VJing from the Drums: How to Control Visuals In Resolume Using Sensory Percussion
Sensory Percussion lets you transform your drum into an expressive controller for samples and effects. But it doesn't stop there. By wiring it up to other software with MIDI, you can use your drums to control just about anything.
For example, why not control video? In this tutorial, we'll show you how to control Resolume Arena (one of the most popular and powerful VJ applications) with Sensory Percussion.
Get the Sensory Percussion and Resolume Arena 7 Templates: Download Here
1. Set your MIDI preferences
Open up both programs and make sure that Resolume is “listening” to Sensory Percussion, meaning it’s receiving MIDI information. To do this, make sure that “IAC Driver Bus 1” is selected as a MIDI output in Sensory Percussion and a MIDI input in Resolume. Here is a more in-depth guide on routing MIDI in Sensory Percussion
2. Create a controller in Sensory Percussion
3. Create a MIDI CC
Navigate to the MIDI window in Sensory Percussion and click the “+” sign to create a MIDI CC. CC’s (or continuous controllers) are key to sending nuanced MIDI information from Sensory Percussion into a different program. In terms of buttons and knobs, a CC is a knob and the zone of a drum is a button. To send a momentary on/off signal like a button would, you can simply hit any drum. But if you want to use Sensory Percussion to continuously control parameters like you would by turning a knob, you have to create a CC with a speed, velocity, timbre, or envelope assignment.
4. Assign the controller to the CC
Click the "+" button in the MIDI panel and drag it onto the CC knob. By default, when you create a CC, it is set to 0, but Resolume will not receive CC’s with a 0 value, so be sure to change it to any number from 1-127.
5. Map the CC to a Resolume effect parameter
Go to Resolume, select the clip you want to affect, and open up MIDI mapping mode by going to Shortcuts > Edit MIDI (or ⌘⇧M). All mappable parameters will be highlighted in green. Select the parameter you want to control (in this case we’re controlling scale with velocity) and then, without closing out of MIDI-mapping mode in Resolume, go back to Sensory Percussion and wiggle the CC knob you want to assign to that parameter. The channel and CC number of this knob will now appear on the parameter you selected in Resolume, which means they are connected. Select Shortcuts > Edit MIDI (or ⌘⇧M) in Resolume again to close MIDI-mapping mode and lock in your assignment.
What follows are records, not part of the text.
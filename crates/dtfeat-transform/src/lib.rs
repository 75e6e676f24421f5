//! Datetime feature extraction.
//!
//! This crate derives calendar and time-of-day features from timestamp
//! columns:
//!
//! - **frame**: input normalization (single timestamp, sequence, or table)
//! - **data_utils**: timestamp column access and validation
//! - **calendar / clock / business / season**: direct field projections
//! - **cyclical**: trigonometric encodings of periodic time positions
//! - **pipeline**: the orchestrator composing selected extractors into one
//!   feature table
//!
//! ```
//! use chrono::NaiveDate;
//! use dtfeat_transform::DatetimeFeatureExtractor;
//!
//! let extractor = DatetimeFeatureExtractor::default();
//! let t = NaiveDate::from_ymd_opt(2023, 1, 1)
//!     .unwrap()
//!     .and_hms_opt(12, 30, 15)
//!     .unwrap();
//! let features = extractor.extract(t).unwrap();
//! assert_eq!(features.height(), 1);
//! ```

pub mod business;
pub mod calendar;
pub mod clock;
pub mod cyclical;
pub mod data_utils;
pub mod extractor;
pub mod frame;
pub mod pipeline;
pub mod season;

pub use business::BusinessFeatures;
pub use calendar::CalendarFeatures;
pub use clock::ClockFeatures;
pub use cyclical::CyclicalFeatures;
pub use extractor::FeatureExtractor;
pub use frame::{DEFAULT_TIMESTAMP_COLUMN, FeatureInput, normalize_input};
pub use pipeline::{DatetimeFeatureExtractor, DatetimeFeatureExtractorBuilder};
pub use season::SeasonFeatures;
If you just want to assign the zone of a drum rather than a CC to a parameter (think on/off button instead of a knob), you can just enter MIDI-mapping mode in Resolume and play that zone without clicking anything in Sensory Percussion. Each zone has a pitch assigned to it, so when you play a zone, its corresponding pitch will display on the Resolume parameter you have selected. Playing a new zone will overwrite the previous assignment, so make sure you have the correct zone assigned before exiting MIDI-mapping mode.
You are now controlling Resolume with Sensory Percussion! You can adjust the range of the controller in Sensory Percussion to achieve your desired visual effect, and experiment with different controller/parameter combinations. Resolume parameters such as scale, speed, and opacity are sliders, so they work best with CCs. Parameters such as bypass, pause, and play are buttons, so they work best when they’re assigned directly to a zone.
PRO TIP: This post has all been about controlling parameters with MIDI, since that’s what Sensory Percussion sends out. BUT did you know that Resolume also has the option to control things with good old-fashioned audio? So, if you are playing acoustic drums and have them mic’d up, you can use the audio from that mic to control things at the same time that they’re being controlled by MIDI from SP. This is almost like nature’s envelope controller, since the waveforms start at 0 (silence) and return back to it after the sound has happened.